↓

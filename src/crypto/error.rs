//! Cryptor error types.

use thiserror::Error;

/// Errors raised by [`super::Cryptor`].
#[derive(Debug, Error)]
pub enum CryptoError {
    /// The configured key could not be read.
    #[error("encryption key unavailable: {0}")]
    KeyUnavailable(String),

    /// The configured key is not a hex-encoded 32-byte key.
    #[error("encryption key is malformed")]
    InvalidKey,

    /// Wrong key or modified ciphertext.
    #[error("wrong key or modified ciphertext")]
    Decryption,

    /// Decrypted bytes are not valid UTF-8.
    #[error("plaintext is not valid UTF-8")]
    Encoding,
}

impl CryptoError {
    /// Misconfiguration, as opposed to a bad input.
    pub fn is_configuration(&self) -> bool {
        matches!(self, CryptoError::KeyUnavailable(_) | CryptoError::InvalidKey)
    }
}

↑
↓

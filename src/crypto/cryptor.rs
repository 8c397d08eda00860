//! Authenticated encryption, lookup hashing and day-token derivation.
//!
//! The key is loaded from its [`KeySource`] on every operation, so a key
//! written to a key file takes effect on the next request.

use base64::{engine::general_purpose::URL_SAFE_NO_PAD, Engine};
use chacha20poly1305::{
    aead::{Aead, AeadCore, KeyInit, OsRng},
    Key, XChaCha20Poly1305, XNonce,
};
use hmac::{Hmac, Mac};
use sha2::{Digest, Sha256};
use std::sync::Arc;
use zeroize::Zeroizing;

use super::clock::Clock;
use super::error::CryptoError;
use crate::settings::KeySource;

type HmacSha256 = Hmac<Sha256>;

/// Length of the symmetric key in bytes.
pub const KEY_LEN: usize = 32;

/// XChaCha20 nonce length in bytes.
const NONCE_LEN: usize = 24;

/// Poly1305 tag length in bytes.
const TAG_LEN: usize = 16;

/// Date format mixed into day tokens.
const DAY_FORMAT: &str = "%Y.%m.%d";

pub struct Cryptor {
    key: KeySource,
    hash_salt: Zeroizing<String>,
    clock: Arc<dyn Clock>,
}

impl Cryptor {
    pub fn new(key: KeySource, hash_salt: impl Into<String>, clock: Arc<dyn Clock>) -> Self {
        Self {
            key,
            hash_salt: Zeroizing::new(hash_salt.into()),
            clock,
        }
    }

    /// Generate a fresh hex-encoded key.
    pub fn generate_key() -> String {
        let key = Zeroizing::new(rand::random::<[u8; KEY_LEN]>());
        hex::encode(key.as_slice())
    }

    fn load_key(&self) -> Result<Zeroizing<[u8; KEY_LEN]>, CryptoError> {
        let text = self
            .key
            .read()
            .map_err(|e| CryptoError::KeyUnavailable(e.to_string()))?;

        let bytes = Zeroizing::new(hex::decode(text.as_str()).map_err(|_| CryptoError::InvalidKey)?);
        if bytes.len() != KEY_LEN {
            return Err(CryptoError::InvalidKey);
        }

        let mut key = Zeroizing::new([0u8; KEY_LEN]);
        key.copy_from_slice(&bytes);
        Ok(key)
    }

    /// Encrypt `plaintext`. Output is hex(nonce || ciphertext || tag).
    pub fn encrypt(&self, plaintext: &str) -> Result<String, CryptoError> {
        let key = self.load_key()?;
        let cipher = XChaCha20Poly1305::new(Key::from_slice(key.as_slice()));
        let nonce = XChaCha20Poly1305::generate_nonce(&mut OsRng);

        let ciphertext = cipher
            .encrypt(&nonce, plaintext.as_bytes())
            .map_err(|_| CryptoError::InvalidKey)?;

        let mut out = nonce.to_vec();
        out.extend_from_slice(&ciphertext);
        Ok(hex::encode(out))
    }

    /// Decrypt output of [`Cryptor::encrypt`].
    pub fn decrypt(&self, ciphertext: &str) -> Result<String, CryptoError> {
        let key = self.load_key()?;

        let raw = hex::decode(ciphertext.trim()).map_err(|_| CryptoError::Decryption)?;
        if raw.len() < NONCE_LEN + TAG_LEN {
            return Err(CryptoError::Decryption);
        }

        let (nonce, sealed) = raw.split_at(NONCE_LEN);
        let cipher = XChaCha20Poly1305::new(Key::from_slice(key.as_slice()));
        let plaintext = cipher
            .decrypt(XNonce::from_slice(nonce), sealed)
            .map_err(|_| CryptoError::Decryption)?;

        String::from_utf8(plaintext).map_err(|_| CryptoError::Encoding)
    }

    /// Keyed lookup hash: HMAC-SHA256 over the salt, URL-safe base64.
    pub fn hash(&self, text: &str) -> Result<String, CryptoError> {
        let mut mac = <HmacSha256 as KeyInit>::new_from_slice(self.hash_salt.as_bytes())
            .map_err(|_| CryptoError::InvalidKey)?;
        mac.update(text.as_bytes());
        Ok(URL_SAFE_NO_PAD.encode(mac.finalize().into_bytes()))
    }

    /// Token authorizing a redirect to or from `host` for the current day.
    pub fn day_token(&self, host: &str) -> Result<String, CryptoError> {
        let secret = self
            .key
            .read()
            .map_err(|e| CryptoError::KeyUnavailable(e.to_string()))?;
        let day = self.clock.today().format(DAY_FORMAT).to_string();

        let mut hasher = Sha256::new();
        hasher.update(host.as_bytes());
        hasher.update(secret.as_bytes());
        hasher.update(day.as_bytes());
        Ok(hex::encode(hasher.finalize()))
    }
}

↑
↓

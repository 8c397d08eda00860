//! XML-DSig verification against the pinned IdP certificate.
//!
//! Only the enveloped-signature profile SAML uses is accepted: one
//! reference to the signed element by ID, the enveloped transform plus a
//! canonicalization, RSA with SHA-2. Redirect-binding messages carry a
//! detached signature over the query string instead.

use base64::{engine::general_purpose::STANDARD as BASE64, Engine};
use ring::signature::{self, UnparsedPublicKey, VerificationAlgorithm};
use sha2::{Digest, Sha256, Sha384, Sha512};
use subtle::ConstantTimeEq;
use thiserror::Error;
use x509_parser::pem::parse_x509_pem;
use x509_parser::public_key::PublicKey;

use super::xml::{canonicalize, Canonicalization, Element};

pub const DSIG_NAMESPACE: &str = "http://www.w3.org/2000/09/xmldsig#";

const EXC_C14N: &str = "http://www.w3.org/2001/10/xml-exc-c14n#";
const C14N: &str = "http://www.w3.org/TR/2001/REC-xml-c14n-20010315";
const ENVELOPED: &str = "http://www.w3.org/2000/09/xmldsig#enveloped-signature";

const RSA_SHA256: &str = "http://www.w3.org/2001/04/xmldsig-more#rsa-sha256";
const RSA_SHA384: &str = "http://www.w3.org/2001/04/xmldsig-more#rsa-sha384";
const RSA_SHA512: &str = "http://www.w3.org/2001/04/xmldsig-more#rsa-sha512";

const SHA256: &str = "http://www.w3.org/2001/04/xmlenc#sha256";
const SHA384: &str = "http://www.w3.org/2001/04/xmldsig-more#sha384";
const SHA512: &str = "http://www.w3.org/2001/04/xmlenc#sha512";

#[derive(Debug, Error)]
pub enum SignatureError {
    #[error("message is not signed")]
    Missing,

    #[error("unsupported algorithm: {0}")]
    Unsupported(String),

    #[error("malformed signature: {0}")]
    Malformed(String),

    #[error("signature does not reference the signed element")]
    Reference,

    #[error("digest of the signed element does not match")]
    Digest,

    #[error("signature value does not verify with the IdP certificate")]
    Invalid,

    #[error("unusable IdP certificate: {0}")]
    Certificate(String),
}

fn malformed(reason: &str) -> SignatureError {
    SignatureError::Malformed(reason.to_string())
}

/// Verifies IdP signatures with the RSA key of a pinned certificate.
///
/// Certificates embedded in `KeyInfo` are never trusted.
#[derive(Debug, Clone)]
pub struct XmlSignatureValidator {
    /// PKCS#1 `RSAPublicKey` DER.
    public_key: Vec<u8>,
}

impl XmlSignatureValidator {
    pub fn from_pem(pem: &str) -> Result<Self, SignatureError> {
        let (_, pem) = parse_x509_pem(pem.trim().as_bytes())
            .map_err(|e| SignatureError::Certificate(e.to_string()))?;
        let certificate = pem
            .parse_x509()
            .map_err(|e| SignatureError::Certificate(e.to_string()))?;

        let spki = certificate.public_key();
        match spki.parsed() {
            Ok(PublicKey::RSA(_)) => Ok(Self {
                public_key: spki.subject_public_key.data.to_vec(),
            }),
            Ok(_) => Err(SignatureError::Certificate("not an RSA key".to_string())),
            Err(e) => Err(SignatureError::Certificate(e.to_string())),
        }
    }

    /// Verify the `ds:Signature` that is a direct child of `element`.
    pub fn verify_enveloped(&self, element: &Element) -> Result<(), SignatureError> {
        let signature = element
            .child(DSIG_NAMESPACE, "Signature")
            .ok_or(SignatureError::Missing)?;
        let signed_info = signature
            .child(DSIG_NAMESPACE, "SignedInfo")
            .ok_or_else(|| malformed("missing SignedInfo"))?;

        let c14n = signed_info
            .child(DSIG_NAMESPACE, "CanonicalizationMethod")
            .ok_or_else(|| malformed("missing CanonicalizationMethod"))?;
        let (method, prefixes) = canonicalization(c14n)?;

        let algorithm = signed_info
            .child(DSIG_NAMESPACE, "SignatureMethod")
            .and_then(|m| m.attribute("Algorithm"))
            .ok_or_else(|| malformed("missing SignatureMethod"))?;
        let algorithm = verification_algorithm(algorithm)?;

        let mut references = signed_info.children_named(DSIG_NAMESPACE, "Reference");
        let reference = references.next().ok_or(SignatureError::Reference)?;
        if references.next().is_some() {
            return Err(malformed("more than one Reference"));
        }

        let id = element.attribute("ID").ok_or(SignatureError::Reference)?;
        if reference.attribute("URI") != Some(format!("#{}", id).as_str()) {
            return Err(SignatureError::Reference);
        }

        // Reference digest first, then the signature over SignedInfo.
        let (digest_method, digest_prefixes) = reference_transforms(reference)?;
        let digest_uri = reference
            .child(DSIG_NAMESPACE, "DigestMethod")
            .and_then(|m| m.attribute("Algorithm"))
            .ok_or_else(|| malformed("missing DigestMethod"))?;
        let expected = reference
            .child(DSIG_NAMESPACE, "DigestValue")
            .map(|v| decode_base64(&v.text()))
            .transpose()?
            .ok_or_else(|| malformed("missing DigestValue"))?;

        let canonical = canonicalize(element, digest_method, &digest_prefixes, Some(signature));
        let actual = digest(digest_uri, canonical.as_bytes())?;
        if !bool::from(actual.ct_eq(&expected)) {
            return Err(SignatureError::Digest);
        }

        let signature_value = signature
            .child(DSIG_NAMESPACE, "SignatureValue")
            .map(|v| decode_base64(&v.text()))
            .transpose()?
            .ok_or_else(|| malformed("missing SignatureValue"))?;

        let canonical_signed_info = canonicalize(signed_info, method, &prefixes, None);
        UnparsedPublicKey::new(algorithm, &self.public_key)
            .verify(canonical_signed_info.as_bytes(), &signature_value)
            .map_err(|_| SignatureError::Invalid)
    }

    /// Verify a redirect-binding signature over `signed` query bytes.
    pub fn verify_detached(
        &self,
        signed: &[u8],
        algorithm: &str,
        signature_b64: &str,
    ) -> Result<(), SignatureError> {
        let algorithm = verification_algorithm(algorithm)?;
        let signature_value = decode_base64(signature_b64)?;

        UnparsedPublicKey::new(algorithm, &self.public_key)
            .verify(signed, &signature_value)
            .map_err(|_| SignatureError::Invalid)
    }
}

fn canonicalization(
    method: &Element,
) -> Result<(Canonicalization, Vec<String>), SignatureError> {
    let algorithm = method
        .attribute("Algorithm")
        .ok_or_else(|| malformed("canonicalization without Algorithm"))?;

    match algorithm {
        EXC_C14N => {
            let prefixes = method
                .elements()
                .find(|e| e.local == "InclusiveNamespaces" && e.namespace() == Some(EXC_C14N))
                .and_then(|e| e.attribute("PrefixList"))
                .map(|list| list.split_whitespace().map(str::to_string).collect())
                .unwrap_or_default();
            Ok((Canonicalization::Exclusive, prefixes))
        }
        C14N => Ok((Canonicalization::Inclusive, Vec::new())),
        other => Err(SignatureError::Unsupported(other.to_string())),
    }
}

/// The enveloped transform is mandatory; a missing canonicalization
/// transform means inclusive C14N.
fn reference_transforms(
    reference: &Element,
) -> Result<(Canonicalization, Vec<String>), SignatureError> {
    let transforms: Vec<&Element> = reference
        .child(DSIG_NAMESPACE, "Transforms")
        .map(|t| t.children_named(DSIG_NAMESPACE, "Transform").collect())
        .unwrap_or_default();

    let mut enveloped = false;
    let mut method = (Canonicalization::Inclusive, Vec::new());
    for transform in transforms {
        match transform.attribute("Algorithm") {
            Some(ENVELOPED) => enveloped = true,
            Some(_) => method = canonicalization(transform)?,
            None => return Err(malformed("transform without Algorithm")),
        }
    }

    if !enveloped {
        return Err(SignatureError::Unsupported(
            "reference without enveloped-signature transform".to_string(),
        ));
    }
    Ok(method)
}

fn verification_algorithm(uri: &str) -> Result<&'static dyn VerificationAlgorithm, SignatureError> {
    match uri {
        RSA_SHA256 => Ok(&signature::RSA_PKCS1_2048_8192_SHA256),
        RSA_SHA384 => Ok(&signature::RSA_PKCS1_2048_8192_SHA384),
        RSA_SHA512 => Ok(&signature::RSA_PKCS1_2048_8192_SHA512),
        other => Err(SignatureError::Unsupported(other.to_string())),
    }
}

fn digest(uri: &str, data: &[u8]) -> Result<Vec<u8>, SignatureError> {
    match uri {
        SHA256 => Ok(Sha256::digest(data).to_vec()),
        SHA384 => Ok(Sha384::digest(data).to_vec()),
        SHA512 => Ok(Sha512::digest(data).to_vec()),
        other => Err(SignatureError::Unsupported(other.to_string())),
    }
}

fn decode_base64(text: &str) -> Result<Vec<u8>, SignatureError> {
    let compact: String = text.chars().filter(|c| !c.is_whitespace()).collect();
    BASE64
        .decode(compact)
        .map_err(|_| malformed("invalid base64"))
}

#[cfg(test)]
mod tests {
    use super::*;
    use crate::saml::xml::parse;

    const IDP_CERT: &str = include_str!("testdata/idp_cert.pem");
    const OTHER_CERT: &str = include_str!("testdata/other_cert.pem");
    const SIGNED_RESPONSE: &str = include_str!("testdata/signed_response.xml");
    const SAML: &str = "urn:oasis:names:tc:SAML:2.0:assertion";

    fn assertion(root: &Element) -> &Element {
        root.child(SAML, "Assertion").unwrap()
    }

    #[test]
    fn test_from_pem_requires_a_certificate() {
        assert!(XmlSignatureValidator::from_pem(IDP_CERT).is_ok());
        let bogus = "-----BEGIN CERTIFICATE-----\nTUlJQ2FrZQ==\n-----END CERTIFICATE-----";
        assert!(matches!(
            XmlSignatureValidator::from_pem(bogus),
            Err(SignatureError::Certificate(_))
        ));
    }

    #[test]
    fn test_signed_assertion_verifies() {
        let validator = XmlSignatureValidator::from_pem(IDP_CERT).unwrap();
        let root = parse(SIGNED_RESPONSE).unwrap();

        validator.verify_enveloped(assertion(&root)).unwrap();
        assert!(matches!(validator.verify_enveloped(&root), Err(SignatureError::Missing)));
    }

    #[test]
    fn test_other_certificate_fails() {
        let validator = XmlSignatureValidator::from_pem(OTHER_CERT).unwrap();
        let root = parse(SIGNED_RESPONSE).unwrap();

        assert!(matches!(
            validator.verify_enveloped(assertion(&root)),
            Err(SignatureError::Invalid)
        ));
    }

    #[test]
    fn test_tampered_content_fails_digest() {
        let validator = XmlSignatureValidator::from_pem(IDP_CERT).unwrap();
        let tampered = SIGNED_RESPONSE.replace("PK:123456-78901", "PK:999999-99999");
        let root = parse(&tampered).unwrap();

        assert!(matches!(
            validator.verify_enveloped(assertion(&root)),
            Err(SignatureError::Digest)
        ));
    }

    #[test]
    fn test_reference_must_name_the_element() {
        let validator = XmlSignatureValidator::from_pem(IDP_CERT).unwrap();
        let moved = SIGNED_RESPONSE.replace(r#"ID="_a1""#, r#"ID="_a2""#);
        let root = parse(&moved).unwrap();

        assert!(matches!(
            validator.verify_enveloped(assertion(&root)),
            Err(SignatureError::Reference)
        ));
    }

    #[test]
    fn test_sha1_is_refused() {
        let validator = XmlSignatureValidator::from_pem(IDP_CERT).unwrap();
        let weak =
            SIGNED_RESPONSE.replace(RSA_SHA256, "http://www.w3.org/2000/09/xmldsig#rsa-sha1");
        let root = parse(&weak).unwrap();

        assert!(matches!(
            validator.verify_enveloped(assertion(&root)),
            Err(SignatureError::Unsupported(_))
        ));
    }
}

↑

- _What to work on_:
Out of the preceding entries, pull every line containing the string "reason".

- _Answer to this exercise_:
fn malformed(reason: &str) -> SignatureError {
    SignatureError::Malformed(reason.to_string())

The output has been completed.